In the fast-paced world of job recruitment, finding the right candidates can be a tough challenge. Companies often use Applicant Tracking Systems (ATS) to help them sort through resumes. But here’s the problem: ATS systems use parsing techniques that have limitations. They are not adept at handling resumes that deviate from the standard mold, potentially causing them to overlook promising candidates.
The issue at the heart of this problem is that ATS filters out resumes that don’t precisely match its predefined criteria. However, in doing so, it can inadvertently discard resumes that hold hidden potential—those belonging to talented individuals whose profiles don’t conform to the conventional format. This situation is akin to searching for a needle in a haystack and unintentionally discarding valuable pieces of straw.
This problem of resume parsing and its consequences are further explored in the paper titled “The Dark Side of Applicant Tracking Systems: How Unfairness and Bias Undermine Diversity and Inclusion in Hiring,” authored by Julia Angwin, Jeff Larson, Surya Mattu, and Lauren Kirchner (2016). The paper sheds light on how ATS can unwittingly introduce unfairness and bias into the hiring process, thus undermining efforts to promote diversity and inclusion in recruitment.
Our approach offers a distinctive solution. Instead of outrightly filtering out resumes, we propose ranking them based on their alignment with what companies are seeking. This approach ensures that we don’t miss the hidden gems among the applicants. What sets us apart is that we bypass parsing techniques like those employed by ATS. Instead, we employ text similarity analysis, avoiding the parsing-related pitfalls that ATS systems encounter. Our overarching goal is to enhance recruitment efficiency, accuracy, and flexibility. By prioritizing resumes based on their content, we offer companies a more intelligent and inclusive method for identifying the most suitable candidates for their needs.
The project aims to develop an innovative Resume Ranking Tool that leverages Natural Language Processing (NLP) techniques to revolutionize the recruitment process. Instead of relying on traditional Applicant Tracking Systems (ATS) with their limitations, this tool will rank all resumes based on the intersection between the desired candidate qualifications and the content of resumes. The primary goal is to make the recruitment process more efficient, fair, inclusive, and flexible.

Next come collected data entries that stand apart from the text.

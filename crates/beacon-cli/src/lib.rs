//! Beacon CLI library
//!
//! This library provides the host application around `beacon-ble`: argument
//! parsing, configuration loading, and the JSON line command server.

pub mod app;
pub mod cli;
pub mod config;
pub mod error;

pub use app::{Backend, BeaconApp};
pub use cli::{Cli, Commands};
pub use config::AppConfig;
pub use error::{CliError, Result};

Cosine Similarity-Based Ranking: Implement a cosine similarity algorithm to calculate the degree of similarity between each resume and the desired candidate qualifications. Resumes will be ranked based on this similarity score.
User-Friendly Interface: Create an intuitive and user-friendly web interface where recruiters can easily upload job criteria and resumes. The ranked results will be displayed in a clear and accessible format.
Customizable Criteria: Allow users to input specific job criteria, including skills, experience, education, and other qualifications. The tool will adapt the ranking accordingly.
No Parsing Limitations: Emphasize that the tool does not rely on parsing techniques, eliminating the common parsing problems associated with ATS.
Improved Recruitment Efficiency: Traditional ATS systems often struggle with parsing errors and rigid filtering, leading to missed opportunities. By ranking resumes based on content similarity, our tool ensures recruiters quickly identify the most relevant candidates without any chance of losing high potential candidate due to parsing errors.
Inclusivity: ATS systems can inadvertently exclude candidates with non-standard resume formats or unique experiences. Our tool ensures that every candidate has a fair chance to be considered, regardless of resume style.
Flexibility: Recruiters can fine-tune their criteria to adapt to changing hiring needs, making the tool suitable for various job roles and industries. This flexibility eliminates the rigidity of ATS systems.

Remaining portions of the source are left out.